===== Records shown =====
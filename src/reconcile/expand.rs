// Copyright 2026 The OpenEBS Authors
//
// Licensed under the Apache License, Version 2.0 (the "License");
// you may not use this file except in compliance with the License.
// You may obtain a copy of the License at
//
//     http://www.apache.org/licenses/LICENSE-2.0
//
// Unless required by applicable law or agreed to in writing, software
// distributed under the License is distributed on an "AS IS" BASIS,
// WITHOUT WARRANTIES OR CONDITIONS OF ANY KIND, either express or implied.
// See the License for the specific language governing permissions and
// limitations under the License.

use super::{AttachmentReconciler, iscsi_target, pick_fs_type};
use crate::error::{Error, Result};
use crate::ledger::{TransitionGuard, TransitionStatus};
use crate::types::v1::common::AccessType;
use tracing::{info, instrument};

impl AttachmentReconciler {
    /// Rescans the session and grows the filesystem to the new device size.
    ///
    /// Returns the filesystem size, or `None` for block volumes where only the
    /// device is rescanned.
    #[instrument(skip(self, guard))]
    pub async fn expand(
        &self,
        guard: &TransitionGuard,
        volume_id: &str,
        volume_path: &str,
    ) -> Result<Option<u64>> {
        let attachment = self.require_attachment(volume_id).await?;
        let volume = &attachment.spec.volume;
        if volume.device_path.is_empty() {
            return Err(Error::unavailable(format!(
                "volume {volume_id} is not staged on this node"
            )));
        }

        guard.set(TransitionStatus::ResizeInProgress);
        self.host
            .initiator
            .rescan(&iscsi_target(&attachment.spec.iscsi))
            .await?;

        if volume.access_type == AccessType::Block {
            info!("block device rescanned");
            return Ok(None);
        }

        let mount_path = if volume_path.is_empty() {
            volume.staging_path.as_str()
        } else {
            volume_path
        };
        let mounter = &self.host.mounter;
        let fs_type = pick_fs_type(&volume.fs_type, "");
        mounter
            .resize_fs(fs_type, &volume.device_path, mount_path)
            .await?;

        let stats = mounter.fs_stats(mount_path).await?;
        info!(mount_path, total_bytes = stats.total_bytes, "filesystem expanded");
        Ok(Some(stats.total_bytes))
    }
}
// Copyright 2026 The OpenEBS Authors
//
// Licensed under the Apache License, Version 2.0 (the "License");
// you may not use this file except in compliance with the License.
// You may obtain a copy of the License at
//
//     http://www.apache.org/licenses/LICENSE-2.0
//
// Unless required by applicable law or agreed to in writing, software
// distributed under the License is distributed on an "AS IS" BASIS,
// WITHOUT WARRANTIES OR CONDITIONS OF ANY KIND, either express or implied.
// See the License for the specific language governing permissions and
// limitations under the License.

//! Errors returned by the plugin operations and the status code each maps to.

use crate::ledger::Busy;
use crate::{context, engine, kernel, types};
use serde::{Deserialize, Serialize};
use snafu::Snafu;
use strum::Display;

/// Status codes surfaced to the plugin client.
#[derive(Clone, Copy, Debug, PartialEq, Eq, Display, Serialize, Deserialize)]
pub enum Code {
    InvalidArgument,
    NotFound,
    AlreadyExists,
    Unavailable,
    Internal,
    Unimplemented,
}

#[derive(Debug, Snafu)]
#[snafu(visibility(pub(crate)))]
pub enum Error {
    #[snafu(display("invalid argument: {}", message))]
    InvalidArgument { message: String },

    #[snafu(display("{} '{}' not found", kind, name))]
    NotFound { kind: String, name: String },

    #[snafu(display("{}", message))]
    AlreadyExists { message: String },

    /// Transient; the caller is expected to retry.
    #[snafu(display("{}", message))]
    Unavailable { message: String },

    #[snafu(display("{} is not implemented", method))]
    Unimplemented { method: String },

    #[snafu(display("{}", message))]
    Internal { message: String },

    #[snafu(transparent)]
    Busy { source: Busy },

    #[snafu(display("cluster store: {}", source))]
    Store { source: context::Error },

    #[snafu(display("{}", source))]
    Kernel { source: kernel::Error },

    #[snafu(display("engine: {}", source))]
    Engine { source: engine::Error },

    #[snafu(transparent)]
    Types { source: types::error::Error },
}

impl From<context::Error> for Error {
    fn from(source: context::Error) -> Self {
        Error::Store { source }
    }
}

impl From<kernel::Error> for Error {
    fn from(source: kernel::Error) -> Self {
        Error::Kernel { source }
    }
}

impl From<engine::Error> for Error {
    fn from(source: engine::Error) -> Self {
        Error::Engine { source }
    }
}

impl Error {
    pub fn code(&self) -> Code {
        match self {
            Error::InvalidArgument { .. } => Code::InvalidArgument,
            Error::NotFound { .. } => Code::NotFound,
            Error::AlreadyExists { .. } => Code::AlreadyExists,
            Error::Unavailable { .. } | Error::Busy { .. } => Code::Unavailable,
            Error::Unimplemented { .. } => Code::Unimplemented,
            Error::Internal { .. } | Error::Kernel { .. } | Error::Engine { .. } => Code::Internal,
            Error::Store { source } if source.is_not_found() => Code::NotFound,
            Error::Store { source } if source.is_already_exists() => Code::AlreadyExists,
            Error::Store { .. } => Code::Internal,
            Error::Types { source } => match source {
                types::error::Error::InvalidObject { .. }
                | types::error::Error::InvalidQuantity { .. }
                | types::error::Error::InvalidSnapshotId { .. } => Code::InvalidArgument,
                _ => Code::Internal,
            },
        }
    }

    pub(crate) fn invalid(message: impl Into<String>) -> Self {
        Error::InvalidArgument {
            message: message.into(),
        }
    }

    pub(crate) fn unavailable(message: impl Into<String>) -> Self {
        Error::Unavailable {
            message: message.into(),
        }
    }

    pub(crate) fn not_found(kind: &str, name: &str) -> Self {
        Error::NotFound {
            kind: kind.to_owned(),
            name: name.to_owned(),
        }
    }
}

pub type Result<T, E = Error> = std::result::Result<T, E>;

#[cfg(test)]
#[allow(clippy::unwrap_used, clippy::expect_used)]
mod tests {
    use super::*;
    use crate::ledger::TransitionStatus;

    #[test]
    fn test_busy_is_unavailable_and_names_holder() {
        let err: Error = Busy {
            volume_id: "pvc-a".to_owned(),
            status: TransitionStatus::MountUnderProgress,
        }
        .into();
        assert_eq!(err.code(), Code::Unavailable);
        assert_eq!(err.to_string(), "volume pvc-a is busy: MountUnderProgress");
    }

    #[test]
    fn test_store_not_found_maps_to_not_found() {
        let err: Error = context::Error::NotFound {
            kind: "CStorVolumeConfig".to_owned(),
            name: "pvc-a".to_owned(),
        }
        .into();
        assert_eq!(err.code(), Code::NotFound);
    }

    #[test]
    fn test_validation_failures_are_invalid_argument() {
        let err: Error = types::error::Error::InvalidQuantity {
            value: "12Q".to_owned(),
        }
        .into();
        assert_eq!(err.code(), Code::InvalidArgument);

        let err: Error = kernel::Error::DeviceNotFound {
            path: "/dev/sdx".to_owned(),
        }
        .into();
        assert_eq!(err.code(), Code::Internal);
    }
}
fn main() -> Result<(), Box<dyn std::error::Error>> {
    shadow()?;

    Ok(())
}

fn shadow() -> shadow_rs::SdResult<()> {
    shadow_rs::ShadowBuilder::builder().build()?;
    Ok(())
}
=====
===== Records shown =====
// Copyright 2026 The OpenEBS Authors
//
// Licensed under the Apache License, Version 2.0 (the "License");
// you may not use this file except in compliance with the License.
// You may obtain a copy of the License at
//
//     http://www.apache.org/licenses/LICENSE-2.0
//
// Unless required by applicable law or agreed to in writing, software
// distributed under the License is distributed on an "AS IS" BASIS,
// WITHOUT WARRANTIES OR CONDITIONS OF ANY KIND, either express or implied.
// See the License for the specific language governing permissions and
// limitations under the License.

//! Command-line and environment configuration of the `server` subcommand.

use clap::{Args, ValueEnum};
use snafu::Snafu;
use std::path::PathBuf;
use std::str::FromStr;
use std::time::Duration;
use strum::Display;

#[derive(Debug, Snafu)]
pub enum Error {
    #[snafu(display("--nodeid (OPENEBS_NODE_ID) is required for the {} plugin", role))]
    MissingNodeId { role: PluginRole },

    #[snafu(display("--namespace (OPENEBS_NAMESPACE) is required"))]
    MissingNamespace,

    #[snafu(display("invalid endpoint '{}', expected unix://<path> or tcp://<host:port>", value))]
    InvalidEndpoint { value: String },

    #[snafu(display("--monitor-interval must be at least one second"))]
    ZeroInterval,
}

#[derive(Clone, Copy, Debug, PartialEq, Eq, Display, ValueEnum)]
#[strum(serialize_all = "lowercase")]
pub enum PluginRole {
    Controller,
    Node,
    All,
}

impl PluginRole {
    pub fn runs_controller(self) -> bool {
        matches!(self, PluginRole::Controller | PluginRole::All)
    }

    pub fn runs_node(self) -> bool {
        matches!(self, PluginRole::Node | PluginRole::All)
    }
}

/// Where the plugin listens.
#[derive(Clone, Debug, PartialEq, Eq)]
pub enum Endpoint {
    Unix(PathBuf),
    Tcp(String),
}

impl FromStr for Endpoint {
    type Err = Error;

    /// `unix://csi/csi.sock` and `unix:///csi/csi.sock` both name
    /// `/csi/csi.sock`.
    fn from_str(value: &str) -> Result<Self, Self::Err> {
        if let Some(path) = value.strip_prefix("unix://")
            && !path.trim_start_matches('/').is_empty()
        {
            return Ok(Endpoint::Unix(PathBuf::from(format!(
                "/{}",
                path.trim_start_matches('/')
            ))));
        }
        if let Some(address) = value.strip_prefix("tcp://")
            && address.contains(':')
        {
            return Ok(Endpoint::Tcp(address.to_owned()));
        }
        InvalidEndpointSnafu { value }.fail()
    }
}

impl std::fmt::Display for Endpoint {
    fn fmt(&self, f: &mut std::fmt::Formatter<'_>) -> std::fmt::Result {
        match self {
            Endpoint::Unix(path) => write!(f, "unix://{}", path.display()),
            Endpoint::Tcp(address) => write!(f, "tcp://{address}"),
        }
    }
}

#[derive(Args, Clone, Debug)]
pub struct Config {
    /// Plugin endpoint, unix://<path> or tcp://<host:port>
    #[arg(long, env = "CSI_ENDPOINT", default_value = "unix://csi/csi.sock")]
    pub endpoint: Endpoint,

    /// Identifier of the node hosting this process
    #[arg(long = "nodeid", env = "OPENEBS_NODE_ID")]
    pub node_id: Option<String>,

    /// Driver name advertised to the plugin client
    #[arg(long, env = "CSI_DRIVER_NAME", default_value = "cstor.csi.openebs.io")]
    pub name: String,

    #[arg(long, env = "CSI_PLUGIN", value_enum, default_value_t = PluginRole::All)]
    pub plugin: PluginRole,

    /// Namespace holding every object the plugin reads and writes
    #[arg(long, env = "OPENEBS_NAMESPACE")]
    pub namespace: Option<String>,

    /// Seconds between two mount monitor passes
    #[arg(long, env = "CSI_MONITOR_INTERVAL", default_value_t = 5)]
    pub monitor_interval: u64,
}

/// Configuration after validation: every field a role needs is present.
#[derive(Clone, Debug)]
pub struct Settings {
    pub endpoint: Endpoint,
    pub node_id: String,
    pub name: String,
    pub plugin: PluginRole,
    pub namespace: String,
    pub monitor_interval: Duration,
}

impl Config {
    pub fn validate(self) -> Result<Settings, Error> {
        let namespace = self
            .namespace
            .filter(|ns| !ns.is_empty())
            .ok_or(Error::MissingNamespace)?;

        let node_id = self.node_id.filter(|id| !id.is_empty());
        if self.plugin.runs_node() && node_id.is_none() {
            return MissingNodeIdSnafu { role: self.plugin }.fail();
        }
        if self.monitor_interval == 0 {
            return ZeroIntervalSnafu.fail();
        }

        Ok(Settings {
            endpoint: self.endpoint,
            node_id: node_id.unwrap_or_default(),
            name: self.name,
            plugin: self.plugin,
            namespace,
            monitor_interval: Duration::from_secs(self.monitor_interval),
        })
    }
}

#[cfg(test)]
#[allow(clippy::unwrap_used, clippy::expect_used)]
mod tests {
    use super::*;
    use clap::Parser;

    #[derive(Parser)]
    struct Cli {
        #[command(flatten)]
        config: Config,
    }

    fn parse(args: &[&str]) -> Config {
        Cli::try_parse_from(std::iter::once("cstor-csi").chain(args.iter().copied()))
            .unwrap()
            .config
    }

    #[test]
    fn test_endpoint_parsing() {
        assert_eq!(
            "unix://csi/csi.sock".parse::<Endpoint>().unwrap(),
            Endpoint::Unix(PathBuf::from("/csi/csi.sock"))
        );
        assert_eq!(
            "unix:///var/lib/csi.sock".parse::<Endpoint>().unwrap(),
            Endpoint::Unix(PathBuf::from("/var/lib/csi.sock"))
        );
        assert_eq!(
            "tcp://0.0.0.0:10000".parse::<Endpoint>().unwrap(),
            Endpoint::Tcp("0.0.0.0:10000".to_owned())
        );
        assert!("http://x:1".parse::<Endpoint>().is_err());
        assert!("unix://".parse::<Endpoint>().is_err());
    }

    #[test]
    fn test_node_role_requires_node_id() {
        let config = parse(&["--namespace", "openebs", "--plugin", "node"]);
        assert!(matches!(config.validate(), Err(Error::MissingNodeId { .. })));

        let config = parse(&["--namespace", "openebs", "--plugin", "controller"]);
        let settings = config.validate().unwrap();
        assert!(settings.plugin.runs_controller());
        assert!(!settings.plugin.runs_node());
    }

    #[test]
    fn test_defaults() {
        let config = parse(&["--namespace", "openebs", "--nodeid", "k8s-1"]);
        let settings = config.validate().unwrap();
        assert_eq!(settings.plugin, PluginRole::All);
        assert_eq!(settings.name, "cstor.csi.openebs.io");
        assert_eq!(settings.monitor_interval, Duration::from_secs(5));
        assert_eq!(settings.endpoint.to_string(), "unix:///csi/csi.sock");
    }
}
=====
Please show the lines of the material that contain the string "expected".

    /// Transient; the caller is expected to retry.
    #[snafu(display("invalid endpoint '{}', expected unix://<path> or tcp://<host:port>", value))]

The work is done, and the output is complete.